During his lifetime, Wilbur Schramm wrote 25 books based on his research of communication, with a heavy emphasis on mass communication and the media. Wilbur's large role in establishing and shaping communication studies has earned him the nickname of "the father of mass communication". Without his efforts, perhaps today's communications major would have been very different.
Who is the Father of Mass Communication
Born in Marietta, Ohio, in 1907 as a young boy, Wilbur Schramm began to stutter, which affected his public speaking skills. Wilbur earned his B.A. from Marietta College. In 1930, he earned an MA in American Civilization from Harvard University. Received. Throughout his twenties, Schram worked in poetry and fiction.
Meanwhile, he earned his Ph.D. in American Literature from the University of Iowa in 1932. He continued to teach English therefrom 1934–to 1941. While they were there, in 1935, he and Norman Foster founded the Iowa Writers' Workshop (which later became one of the most prestigious creative writing programs in the U.S.).
When World War II broke out, Schramm became director of education in the federal government's Office of Facts and Figures. He found himself immersed in propaganda and even more so in mass communication.
In 1947 Wilbur moved to the University of Illinois where he founded the Communications Research Institute. Later, established a communication research institute at Stanford University in 1955 and retired in 1973. Later, he became the Director of East-West Communications at the University of Hawaii until his death on December 27, 1987.
His best-known works
Schram returned to the University of Iowa in 1943, with a new appointment as director of the journalism school. Schramm moved to the University of Illinois in 1947, where he founded the Communications Research Institute and served as its director. In 1955 Schramm moved again, establishing another communications research institute at Stanford University. After retiring from Stanford in 1973, Schramm became director of the East-West Communication Center at the University of Hawaii.

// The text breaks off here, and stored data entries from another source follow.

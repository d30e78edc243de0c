//! Tests for MemoryStore
//!
//! These tests verify:
//! - Each primitive's contract (set-if-absent, get-and-replace, incr, ...)
//! - TTL behavior under a simulated clock
//! - Concurrent set-if-absent picks exactly one winner

use std::sync::Arc;
use std::thread;

use leasekv::{KeyValueStore, LeaseError, ManualClock, MemoryStore};

// =============================================================================
// Helper Functions
// =============================================================================

fn setup_store() -> (Arc<ManualClock>, MemoryStore) {
    let clock = Arc::new(ManualClock::new(1_000_000));
    let store = MemoryStore::with_clock(clock.clone());
    (clock, store)
}

// =============================================================================
// Primitive Tests
// =============================================================================

#[test]
fn test_set_if_absent_only_first_wins() {
    let (_clock, store) = setup_store();

    assert!(store.set_if_absent("k", "first").unwrap());
    assert!(!store.set_if_absent("k", "second").unwrap());
    assert_eq!(store.get("k").unwrap(), Some("first".to_string()));
}

#[test]
fn test_get_missing_key() {
    let (_clock, store) = setup_store();
    assert_eq!(store.get("missing").unwrap(), None);
}

#[test]
fn test_get_and_replace_returns_previous() {
    let (_clock, store) = setup_store();

    assert_eq!(store.get_and_replace("k", "v1").unwrap(), None);
    assert_eq!(store.get_and_replace("k", "v2").unwrap(), Some("v1".to_string()));
    assert_eq!(store.get("k").unwrap(), Some("v2".to_string()));
}

#[test]
fn test_get_and_replace_clears_ttl() {
    let (_clock, store) = setup_store();

    store.set_if_absent_ex("k", "v1", 10).unwrap();
    assert_eq!(store.ttl("k").unwrap(), Some(10));

    store.get_and_replace("k", "v2").unwrap();
    assert_eq!(store.ttl("k").unwrap(), None);
}

#[test]
fn test_incr_from_absent_and_existing() {
    let (_clock, store) = setup_store();

    assert_eq!(store.incr("n").unwrap(), 1);
    assert_eq!(store.incr("n").unwrap(), 2);
    assert_eq!(store.get("n").unwrap(), Some("2".to_string()));
}

#[test]
fn test_incr_rejects_non_integer() {
    let (_clock, store) = setup_store();
    store.set_if_absent("k", "abc").unwrap();

    assert!(matches!(store.incr("k"), Err(LeaseError::NotAnInteger(_))));
}

#[test]
fn test_incr_keeps_ttl() {
    let (_clock, store) = setup_store();

    store.incr("n").unwrap();
    store.expire("n", 3).unwrap();
    store.incr("n").unwrap();

    assert_eq!(store.ttl("n").unwrap(), Some(3));
}

#[test]
fn test_delete_counts() {
    let (_clock, store) = setup_store();
    store.set_if_absent("k", "v").unwrap();

    assert_eq!(store.delete("k").unwrap(), 1);
    assert_eq!(store.delete("k").unwrap(), 0);
}

// =============================================================================
// Expiry Tests
// =============================================================================

#[test]
fn test_expire_missing_key() {
    let (_clock, store) = setup_store();
    assert!(!store.expire("missing", 5).unwrap());
}

#[test]
fn test_key_expires_after_ttl() {
    let (clock, store) = setup_store();

    store.set_if_absent("k", "v").unwrap();
    assert!(store.expire("k", 2).unwrap());

    clock.advance(1_999);
    assert_eq!(store.get("k").unwrap(), Some("v".to_string()));

    clock.advance(1);
    assert_eq!(store.get("k").unwrap(), None);
    assert!(store.set_if_absent("k", "again").unwrap());
}

#[test]
fn test_ttl_counts_down() {
    let (clock, store) = setup_store();

    store.set_if_absent_ex("k", "v", 5).unwrap();
    clock.advance(2_500);

    assert_eq!(store.ttl("k").unwrap(), Some(3));
    assert_eq!(store.ttl("missing").unwrap(), None);
}

#[test]
fn test_expired_key_counts_as_deleted() {
    let (clock, store) = setup_store();

    store.set_if_absent_ex("k", "v", 1).unwrap();
    clock.advance(1_000);

    assert_eq!(store.delete("k").unwrap(), 0);
}

#[test]
fn test_purge_expired() {
    let (clock, store) = setup_store();

    store.set_if_absent_ex("short", "v", 1).unwrap();
    store.set_if_absent_ex("long", "v", 60).unwrap();
    store.set_if_absent("forever", "v").unwrap();
    assert_eq!(store.len(), 3);

    clock.advance(5_000);
    assert_eq!(store.purge_expired(), 1);
    assert_eq!(store.len(), 2);
    assert!(!store.is_empty());
}

// =============================================================================
// Concurrency Tests
// =============================================================================

#[test]
fn test_concurrent_set_if_absent_single_winner() {
    let store = Arc::new(MemoryStore::new());

    let handles: Vec<_> = (0..8)
        .map(|t| {
            let store = Arc::clone(&store);
            thread::spawn(move || store.set_if_absent("contended", &t.to_string()).unwrap())
        })
        .collect();

    let winners = handles
        .into_iter()
        .map(|h| h.join().unwrap())
        .filter(|won| *won)
        .count();

    assert_eq!(winners, 1);
}

#[test]
fn test_concurrent_incr_is_exact() {
    let store = Arc::new(MemoryStore::new());

    let handles: Vec<_> = (0..4)
        .map(|_| {
            let store = Arc::clone(&store);
            thread::spawn(move || {
                for _ in 0..250 {
                    store.incr("counter").unwrap();
                }
            })
        })
        .collect();

    for handle in handles {
        handle.join().unwrap();
    }

    assert_eq!(store.get("counter").unwrap(), Some("1000".to_string()));
}
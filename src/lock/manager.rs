//! Lock manager
//!
//! Poll-and-sleep acquisition loop plus release.

use std::sync::Arc;
use std::time::Duration;

use uuid::Uuid;

use super::{CancellationToken, Lease};
use crate::clock::{Clock, SystemClock};
use crate::config::LockConfig;
use crate::error::{LeaseError, Result};
use crate::script::CompareAndDeleteScript;
use crate::store::{KeyValueStore, Value};

/// Distributed lock over a shared store
///
/// Holds no in-process state about who owns what: every decision is made by
/// the store, so managers in different processes (or threads) pointing at the
/// same store exclude each other.
pub struct LockManager<S: ?Sized> {
    store: Arc<S>,
    clock: Arc<dyn Clock>,
    config: LockConfig,
}

impl<S: KeyValueStore + ?Sized> LockManager<S> {
    /// Manager on the system clock with default settings
    pub fn new(store: Arc<S>) -> Self {
        Self::with_clock(store, Arc::new(SystemClock))
    }

    /// Manager whose timestamps and sleeps go through `clock`
    pub fn with_clock(store: Arc<S>, clock: Arc<dyn Clock>) -> Self {
        Self {
            store,
            clock,
            config: LockConfig::default(),
        }
    }

    pub fn with_config(mut self, config: LockConfig) -> Self {
        self.config = config;
        self
    }

    pub fn config(&self) -> &LockConfig {
        &self.config
    }

    /// Store key guarding `resource`
    pub fn store_key(&self, resource: &str) -> String {
        format!("{}_{}", self.config.namespace, resource)
    }

    /// Try to take the lock on `resource` for `lock_duration_ms`, waiting up
    /// to `max_wait_ms`
    ///
    /// Returns `false` on timeout and on any store failure; the caller must
    /// not enter the critical section then.
    pub fn acquire(&self, resource: &str, lock_duration_ms: u64, max_wait_ms: u64) -> bool {
        self.acquire_inner(resource, lock_duration_ms, max_wait_ms, None)
            .is_some()
    }

    /// [`acquire`](Self::acquire) that also stops once `cancel` fires
    pub fn acquire_cancellable(
        &self,
        resource: &str,
        lock_duration_ms: u64,
        max_wait_ms: u64,
        cancel: &CancellationToken,
    ) -> bool {
        self.acquire_inner(resource, lock_duration_ms, max_wait_ms, Some(cancel))
            .is_some()
    }

    /// Same loop as [`acquire`](Self::acquire), returning the lease written
    /// to the store so it can be released with [`release_lease`](Self::release_lease)
    pub fn try_acquire_lease(
        &self,
        resource: &str,
        lock_duration_ms: u64,
        max_wait_ms: u64,
    ) -> Option<Lease> {
        self.acquire_inner(resource, lock_duration_ms, max_wait_ms, None)
    }

    /// Delete the lease on `resource`, whoever holds it
    ///
    /// Best effort: a missing key (already expired or taken over) is logged,
    /// never reported.
    pub fn release(&self, resource: &str) {
        let key = self.store_key(resource);
        match self.store.delete(&key) {
            Ok(1) => tracing::info!(key = %key, "release lock success"),
            Ok(_) => tracing::info!(key = %key, "release lock failed: lease no longer present"),
            Err(e) => tracing::error!(key = %key, error = %e, "release lock failed: store error"),
        }
    }

    /// Delete the lease only if the store still holds `lease.token`
    ///
    /// Unlike [`release`](Self::release) this never removes a lease written
    /// by another acquisition. It can also refuse to delete the caller's own
    /// lease: when two callers race to take over the same stale lease, the
    /// loser's replace overwrites the winner's token, and the winner's lease
    /// is then left to expire on its TTL. Returns true iff it deleted.
    pub fn release_lease(&self, lease: &Lease) -> bool {
        let keys = [lease.store_key.clone()];
        let args = [lease.token.clone()];
        match self.store.run_script(&CompareAndDeleteScript, &keys, &args) {
            Ok(Value::Int(1)) => {
                tracing::info!(key = %lease.store_key, "release lease success");
                true
            }
            Ok(_) => {
                tracing::info!(key = %lease.store_key, "release lease failed: not the current holder");
                false
            }
            Err(e) => {
                tracing::error!(key = %lease.store_key, error = %e, "release lease failed: store error");
                false
            }
        }
    }

    fn acquire_inner(
        &self,
        resource: &str,
        lock_duration_ms: u64,
        max_wait_ms: u64,
        cancel: Option<&CancellationToken>,
    ) -> Option<Lease> {
        let store_key = self.store_key(resource);

        match self.poll_for_lease(&store_key, lock_duration_ms, max_wait_ms, cancel) {
            Ok(Some((expires_at_ms, token))) => {
                self.arm_safety_ttl(&store_key, lock_duration_ms);
                tracing::info!(key = %store_key, expires_at_ms, "lock acquired");
                Some(Lease {
                    resource: resource.to_string(),
                    token,
                    store_key,
                    expires_at_ms,
                })
            }
            Ok(None) => {
                tracing::debug!(key = %store_key, max_wait_ms, "lock not acquired");
                None
            }
            Err(e) => {
                tracing::error!(key = %store_key, error = %e, "lock failed: store error");
                None
            }
        }
    }

    /// The retry loop. `Ok(Some((expiry, token)))` when this caller now holds
    /// the lease.
    fn poll_for_lease(
        &self,
        store_key: &str,
        lock_duration_ms: u64,
        max_wait_ms: u64,
        cancel: Option<&CancellationToken>,
    ) -> Result<Option<(u64, String)>> {
        let deadline = self.clock.now_millis().saturating_add(max_wait_ms);
        let poll = Duration::from_millis((max_wait_ms / self.config.poll_divisor.max(1)).max(1));

        loop {
            if cancel.is_some_and(CancellationToken::is_cancelled) {
                tracing::debug!(key = %store_key, "lock wait cancelled");
                return Ok(None);
            }

            let now = self.clock.now_millis();
            let expires_at_ms = now.saturating_add(lock_duration_ms);
            let token = lease_token(expires_at_ms);

            if self.store.set_if_absent(store_key, &token)? {
                return Ok(Some((expires_at_ms, token)));
            }

            // Absent here means the holder let go between the two calls:
            // go straight back to set_if_absent.
            if let Some(stored) = self.store.get(store_key)? {
                if parse_expiry(store_key, &stored)? < now {
                    let previous = self.store.get_and_replace(store_key, &token)?;
                    if previous.as_deref().map_or(true, |p| p == stored) {
                        tracing::info!(key = %store_key, stale = %stored, "took over stale lease");
                        return Ok(Some((expires_at_ms, token)));
                    }
                    tracing::debug!(key = %store_key, "lost stale lease takeover race");
                }
                self.clock.sleep(poll);
            }

            if self.clock.now_millis() > deadline {
                return Ok(None);
            }
        }
    }

    /// Give the lease key a TTL so a holder that dies right now can't keep it
    ///
    /// Rounded up to whole seconds: the key must outlive the expiry it stores.
    fn arm_safety_ttl(&self, store_key: &str, lock_duration_ms: u64) {
        let ttl_secs = lock_duration_ms.div_ceil(1000).max(1);
        match self.store.expire(store_key, ttl_secs) {
            Ok(true) => {}
            Ok(false) => tracing::warn!(key = %store_key, "lease vanished before its TTL was set"),
            Err(e) => tracing::error!(key = %store_key, error = %e, "setting lease TTL failed"),
        }
    }
}

/// Stored lease value: `<expiry ms>:<holder id>`
fn lease_token(expires_at_ms: u64) -> String {
    format!("{}:{}", expires_at_ms, Uuid::new_v4().simple())
}

/// Expiry prefix of a stored lease; a bare timestamp is accepted too
fn parse_expiry(store_key: &str, stored: &str) -> Result<u64> {
    let expiry = stored.split_once(':').map_or(stored, |(expiry, _)| expiry);
    expiry.trim().parse().map_err(|_| {
        LeaseError::Store(format!(
            "lease at '{}' is not a timestamp: '{}'",
            store_key, stored
        ))
    })
}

Schramm's research interests included audience behavior, persuasion, propaganda, and the educational use of mass media. Among his 25 books, his best-known works include Mass Communications (1949; 2nd ed. 1960), Process and the Effects of Mass Communication (1954), Television in the Lives of our Children (1961), Mass Media, and National Development. 1964), and The Story of Human Communications: Cave Painting to the Microchip (1987).